| Task goal |
Lines of the material that include the string "false" should be returned.

= = =

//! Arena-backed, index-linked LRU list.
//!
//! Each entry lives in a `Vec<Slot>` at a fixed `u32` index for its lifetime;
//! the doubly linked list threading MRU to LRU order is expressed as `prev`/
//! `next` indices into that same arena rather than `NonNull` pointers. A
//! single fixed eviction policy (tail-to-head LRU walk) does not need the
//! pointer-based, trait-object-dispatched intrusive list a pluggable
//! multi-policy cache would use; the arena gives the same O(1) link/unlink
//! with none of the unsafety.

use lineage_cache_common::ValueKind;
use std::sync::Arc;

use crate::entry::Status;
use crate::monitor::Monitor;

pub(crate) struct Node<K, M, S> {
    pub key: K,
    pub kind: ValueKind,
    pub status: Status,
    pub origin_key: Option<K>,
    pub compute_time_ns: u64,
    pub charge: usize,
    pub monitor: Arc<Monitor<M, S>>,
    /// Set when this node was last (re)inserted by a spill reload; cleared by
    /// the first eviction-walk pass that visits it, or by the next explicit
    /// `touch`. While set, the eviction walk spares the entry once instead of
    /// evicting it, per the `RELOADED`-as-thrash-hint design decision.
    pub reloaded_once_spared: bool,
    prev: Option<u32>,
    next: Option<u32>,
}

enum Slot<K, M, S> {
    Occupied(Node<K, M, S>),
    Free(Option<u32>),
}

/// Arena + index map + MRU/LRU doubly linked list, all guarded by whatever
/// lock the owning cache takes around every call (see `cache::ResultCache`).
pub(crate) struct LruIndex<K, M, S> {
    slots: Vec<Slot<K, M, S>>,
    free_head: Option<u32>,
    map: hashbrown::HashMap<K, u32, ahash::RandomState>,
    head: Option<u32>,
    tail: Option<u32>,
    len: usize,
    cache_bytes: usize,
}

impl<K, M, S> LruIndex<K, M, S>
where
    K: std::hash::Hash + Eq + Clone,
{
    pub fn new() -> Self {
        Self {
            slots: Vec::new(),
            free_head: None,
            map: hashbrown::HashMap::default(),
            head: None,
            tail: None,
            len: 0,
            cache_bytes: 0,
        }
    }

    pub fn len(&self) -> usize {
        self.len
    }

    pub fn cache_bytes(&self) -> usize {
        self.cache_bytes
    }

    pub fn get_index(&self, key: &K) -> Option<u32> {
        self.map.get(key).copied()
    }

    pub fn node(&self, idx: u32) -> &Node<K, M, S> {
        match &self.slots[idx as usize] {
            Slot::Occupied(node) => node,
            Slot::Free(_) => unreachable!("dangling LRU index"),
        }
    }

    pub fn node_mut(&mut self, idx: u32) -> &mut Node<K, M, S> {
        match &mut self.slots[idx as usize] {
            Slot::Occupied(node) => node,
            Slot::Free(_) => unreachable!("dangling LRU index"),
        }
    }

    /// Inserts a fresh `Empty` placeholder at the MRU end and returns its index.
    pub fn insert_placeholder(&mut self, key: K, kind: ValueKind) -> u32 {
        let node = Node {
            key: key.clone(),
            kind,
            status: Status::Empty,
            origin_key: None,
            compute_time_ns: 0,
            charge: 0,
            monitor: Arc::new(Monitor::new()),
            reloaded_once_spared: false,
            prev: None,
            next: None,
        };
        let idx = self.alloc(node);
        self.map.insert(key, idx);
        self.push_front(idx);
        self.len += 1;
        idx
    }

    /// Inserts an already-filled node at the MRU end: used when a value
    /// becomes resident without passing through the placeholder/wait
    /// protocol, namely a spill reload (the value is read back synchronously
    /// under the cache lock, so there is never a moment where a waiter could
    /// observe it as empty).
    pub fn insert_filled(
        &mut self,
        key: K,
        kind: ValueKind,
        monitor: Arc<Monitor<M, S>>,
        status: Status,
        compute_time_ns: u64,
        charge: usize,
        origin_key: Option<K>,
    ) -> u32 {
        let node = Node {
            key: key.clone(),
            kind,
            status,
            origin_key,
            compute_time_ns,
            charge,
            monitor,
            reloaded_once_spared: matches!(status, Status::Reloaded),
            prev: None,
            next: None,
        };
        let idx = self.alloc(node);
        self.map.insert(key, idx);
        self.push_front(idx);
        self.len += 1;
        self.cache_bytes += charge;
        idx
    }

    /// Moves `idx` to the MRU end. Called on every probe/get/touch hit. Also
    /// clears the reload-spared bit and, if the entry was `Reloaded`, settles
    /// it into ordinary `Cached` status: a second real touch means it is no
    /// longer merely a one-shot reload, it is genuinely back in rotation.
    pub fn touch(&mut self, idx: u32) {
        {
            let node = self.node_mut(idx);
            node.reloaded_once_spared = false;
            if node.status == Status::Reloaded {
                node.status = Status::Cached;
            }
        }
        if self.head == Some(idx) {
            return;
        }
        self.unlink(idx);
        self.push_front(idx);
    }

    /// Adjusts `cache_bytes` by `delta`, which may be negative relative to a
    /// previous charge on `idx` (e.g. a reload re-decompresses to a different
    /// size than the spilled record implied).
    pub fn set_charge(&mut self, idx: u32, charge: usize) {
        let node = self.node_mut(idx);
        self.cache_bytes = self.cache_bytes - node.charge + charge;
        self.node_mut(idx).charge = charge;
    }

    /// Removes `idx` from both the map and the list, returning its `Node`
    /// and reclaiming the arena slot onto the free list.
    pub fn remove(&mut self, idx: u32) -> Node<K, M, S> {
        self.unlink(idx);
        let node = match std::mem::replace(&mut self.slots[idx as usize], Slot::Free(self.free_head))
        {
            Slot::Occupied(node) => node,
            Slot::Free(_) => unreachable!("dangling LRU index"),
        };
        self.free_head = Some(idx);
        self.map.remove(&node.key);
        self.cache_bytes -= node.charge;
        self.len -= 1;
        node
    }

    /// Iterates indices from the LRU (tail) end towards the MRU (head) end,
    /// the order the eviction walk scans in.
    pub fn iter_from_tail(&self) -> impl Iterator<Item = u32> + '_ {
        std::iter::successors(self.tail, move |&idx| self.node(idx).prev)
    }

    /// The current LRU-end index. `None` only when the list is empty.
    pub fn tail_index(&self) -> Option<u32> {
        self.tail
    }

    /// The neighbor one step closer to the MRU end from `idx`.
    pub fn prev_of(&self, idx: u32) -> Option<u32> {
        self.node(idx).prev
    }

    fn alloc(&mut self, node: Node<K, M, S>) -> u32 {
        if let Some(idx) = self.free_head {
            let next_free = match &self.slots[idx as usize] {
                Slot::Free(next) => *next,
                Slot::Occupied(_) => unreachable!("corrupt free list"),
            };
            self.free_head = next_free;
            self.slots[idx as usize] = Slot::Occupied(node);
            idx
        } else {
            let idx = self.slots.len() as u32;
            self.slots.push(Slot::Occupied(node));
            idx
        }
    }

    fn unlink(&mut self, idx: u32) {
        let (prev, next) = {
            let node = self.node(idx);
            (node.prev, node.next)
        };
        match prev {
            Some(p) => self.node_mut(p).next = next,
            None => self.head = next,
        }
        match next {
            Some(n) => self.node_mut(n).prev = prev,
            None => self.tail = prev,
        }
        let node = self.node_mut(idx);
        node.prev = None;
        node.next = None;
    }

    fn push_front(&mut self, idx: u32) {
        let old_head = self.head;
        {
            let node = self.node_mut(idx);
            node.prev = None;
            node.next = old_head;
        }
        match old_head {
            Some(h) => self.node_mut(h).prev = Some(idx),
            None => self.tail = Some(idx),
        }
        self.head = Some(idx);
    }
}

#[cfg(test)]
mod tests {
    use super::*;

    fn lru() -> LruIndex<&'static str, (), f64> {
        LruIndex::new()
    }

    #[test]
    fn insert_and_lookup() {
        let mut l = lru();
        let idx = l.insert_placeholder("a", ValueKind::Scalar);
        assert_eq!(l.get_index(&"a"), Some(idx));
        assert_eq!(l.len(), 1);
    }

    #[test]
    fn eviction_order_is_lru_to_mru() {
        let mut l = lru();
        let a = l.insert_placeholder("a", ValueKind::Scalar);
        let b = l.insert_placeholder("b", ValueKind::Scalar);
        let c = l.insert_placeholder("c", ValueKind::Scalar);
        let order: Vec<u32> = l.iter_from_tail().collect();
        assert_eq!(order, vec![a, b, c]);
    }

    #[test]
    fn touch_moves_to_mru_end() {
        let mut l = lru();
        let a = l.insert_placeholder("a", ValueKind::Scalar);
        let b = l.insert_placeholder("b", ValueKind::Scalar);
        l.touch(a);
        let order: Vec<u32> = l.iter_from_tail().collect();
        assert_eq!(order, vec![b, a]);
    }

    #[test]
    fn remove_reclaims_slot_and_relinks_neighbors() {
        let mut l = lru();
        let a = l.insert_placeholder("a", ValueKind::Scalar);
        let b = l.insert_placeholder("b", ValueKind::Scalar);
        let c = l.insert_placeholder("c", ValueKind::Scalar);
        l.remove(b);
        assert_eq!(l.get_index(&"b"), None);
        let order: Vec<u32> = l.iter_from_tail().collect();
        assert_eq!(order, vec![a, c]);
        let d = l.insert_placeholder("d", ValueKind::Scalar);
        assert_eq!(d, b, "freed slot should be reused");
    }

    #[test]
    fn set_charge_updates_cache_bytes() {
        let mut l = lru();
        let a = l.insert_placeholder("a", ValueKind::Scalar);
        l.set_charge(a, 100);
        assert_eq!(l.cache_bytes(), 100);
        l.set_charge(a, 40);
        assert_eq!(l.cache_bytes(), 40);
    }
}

= = =

| Result |
            reloaded_once_spared: false,
            node.reloaded_once_spared = false;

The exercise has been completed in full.